Dataset records:
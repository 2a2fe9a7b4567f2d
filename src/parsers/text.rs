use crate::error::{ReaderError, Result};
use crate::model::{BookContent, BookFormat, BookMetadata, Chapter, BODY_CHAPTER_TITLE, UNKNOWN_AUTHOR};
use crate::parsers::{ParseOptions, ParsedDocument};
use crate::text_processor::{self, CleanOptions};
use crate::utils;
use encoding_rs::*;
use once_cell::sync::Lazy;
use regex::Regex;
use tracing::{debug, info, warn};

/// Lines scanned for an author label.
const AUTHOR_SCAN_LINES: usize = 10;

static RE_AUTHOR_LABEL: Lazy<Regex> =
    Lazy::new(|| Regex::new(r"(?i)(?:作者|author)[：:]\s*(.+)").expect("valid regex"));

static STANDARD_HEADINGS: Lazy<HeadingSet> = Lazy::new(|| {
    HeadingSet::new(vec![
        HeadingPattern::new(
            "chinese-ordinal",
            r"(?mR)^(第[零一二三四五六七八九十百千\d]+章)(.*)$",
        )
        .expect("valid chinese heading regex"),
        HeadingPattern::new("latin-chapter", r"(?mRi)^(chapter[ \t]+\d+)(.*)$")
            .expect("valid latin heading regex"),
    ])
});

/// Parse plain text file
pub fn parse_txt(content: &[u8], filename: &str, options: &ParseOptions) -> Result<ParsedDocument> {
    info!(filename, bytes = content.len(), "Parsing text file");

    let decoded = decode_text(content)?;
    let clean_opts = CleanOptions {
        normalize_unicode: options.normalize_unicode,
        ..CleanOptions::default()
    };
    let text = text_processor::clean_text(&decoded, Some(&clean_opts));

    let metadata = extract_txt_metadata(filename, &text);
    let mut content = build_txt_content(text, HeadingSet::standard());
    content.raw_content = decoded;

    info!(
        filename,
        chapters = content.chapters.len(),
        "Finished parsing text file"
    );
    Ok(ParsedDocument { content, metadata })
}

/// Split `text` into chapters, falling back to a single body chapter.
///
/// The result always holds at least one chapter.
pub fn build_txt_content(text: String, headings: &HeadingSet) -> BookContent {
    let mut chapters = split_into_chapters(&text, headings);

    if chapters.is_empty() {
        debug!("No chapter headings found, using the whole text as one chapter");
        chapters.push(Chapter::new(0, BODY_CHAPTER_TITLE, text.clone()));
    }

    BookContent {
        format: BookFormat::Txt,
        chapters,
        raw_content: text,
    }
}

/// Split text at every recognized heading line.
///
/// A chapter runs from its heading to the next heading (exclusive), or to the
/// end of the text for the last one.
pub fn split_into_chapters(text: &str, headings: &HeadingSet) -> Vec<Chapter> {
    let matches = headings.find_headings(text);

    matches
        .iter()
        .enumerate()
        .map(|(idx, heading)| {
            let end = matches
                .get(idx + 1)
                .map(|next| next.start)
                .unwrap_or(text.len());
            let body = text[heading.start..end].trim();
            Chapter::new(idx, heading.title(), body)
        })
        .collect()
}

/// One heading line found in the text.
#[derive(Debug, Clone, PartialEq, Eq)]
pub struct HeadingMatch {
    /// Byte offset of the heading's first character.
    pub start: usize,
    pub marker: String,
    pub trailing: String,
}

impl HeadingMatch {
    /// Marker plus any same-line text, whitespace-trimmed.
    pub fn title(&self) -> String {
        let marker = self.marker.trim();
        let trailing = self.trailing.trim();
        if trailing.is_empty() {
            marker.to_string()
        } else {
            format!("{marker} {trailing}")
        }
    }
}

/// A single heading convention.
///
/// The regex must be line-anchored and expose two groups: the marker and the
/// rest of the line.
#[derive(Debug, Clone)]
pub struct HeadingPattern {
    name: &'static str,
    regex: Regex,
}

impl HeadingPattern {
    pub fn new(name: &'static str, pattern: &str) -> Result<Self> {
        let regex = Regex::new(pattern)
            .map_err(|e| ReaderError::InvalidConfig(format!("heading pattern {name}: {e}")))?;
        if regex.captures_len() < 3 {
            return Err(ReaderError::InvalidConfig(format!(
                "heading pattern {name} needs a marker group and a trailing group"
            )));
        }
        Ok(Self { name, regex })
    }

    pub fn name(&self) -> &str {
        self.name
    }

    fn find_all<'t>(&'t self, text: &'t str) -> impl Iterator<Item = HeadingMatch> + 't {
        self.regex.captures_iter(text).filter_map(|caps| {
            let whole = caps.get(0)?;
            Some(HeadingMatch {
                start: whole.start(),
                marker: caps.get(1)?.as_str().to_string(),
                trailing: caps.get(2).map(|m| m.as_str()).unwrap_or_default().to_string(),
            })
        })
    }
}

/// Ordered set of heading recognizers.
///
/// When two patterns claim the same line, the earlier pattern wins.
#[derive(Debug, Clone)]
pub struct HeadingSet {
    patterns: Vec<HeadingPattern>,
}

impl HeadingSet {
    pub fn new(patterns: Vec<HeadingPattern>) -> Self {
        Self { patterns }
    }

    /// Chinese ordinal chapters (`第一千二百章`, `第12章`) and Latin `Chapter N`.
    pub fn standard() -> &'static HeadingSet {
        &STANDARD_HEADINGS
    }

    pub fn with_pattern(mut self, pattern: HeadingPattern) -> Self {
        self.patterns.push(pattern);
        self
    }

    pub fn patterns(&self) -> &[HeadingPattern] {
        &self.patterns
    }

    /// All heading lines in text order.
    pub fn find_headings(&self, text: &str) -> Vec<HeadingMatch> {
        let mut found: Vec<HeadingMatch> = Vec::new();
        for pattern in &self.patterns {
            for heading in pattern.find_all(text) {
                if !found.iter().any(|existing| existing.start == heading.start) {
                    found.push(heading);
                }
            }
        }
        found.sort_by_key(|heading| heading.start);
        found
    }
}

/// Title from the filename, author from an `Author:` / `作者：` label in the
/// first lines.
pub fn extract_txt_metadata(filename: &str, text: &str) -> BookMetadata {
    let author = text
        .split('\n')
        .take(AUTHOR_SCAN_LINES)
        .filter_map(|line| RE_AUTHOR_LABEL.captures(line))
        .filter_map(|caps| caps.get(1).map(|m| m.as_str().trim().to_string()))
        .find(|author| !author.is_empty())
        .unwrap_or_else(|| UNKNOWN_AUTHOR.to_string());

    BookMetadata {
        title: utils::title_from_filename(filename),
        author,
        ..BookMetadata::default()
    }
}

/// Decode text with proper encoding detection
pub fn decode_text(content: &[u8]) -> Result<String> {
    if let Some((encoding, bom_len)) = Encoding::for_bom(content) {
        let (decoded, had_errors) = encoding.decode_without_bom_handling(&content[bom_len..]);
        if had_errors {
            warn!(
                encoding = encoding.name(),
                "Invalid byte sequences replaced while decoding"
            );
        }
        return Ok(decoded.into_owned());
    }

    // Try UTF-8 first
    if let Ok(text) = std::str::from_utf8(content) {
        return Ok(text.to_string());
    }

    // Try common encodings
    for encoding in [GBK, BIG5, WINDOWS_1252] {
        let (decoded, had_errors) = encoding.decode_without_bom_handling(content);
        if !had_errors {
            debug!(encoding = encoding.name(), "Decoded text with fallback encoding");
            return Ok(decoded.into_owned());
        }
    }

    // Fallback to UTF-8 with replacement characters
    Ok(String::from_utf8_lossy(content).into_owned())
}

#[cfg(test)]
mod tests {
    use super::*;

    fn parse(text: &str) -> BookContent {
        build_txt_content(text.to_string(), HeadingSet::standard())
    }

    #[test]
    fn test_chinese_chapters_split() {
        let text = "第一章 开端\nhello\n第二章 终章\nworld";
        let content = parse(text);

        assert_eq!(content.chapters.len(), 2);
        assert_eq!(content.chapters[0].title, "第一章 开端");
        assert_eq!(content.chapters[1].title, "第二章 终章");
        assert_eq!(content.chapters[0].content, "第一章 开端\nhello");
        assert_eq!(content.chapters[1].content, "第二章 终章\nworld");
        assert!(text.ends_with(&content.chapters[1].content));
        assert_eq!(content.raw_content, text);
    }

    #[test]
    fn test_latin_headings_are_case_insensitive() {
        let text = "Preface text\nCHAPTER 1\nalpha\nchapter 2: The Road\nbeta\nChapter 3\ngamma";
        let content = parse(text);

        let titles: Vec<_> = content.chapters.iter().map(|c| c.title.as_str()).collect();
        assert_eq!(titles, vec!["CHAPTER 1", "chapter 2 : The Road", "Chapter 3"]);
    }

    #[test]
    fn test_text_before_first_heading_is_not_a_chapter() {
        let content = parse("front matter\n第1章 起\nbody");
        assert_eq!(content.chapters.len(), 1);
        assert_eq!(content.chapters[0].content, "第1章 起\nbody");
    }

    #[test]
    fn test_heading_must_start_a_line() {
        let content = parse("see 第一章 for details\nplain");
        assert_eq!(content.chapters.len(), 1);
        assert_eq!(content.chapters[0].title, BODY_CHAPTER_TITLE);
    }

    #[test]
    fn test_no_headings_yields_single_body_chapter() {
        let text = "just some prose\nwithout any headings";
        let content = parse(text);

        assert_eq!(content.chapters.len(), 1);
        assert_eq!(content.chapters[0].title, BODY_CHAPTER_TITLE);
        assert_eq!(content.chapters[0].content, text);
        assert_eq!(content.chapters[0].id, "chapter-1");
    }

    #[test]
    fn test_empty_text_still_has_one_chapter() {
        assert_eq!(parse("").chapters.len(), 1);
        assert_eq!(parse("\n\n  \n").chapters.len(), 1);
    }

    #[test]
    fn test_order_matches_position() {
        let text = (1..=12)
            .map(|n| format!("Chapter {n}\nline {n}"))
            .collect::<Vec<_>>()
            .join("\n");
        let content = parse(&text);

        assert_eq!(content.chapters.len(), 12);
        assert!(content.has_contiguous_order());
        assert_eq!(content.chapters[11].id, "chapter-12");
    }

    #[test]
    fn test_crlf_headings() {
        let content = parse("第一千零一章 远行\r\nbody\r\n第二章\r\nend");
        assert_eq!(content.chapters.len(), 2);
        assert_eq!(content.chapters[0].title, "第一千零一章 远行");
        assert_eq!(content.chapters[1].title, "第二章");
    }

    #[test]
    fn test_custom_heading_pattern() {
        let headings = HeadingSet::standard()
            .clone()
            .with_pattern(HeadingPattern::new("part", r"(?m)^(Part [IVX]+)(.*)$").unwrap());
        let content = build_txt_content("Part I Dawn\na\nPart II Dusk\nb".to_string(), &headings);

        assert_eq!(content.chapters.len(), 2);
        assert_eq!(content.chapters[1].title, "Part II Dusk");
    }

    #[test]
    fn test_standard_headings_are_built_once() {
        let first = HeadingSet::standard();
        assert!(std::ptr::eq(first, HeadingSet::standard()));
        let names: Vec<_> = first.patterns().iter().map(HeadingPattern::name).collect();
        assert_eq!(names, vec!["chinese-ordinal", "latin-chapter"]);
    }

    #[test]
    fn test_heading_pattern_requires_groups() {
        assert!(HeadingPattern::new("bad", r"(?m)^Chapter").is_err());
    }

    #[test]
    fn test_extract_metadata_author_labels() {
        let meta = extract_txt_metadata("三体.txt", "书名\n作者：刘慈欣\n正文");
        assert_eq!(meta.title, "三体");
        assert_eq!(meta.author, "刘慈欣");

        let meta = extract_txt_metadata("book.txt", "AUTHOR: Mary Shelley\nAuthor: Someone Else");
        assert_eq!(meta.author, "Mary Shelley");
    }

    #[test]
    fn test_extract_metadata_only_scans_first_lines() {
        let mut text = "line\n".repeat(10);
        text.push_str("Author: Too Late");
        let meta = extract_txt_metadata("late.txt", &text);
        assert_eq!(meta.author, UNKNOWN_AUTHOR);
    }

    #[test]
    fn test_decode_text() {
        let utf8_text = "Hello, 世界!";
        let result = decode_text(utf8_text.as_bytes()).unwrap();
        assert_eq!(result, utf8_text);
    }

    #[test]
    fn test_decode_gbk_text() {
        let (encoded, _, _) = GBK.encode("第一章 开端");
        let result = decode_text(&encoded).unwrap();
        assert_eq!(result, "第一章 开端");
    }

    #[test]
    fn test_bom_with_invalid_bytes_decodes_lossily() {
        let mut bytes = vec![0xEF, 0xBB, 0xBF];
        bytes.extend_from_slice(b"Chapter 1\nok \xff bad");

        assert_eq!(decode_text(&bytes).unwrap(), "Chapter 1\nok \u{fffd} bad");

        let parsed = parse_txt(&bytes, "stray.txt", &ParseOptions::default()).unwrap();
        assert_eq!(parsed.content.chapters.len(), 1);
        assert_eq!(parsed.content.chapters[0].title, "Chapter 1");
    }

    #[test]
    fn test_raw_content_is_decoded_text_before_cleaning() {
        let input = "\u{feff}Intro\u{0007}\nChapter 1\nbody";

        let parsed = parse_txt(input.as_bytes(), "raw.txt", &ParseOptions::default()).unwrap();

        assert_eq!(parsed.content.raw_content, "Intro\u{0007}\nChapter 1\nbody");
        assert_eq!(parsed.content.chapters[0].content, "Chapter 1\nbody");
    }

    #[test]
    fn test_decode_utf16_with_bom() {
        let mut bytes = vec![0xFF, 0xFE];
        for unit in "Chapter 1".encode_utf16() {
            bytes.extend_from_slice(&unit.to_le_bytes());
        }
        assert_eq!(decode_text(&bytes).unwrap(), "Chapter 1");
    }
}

### [Activity]
Scan the data for the word "encoded" and copy every line where it shows up.

### [Written answer]
        let (encoded, _, _) = GBK.encode("第一章 开端");
        let result = decode_text(&encoded).unwrap();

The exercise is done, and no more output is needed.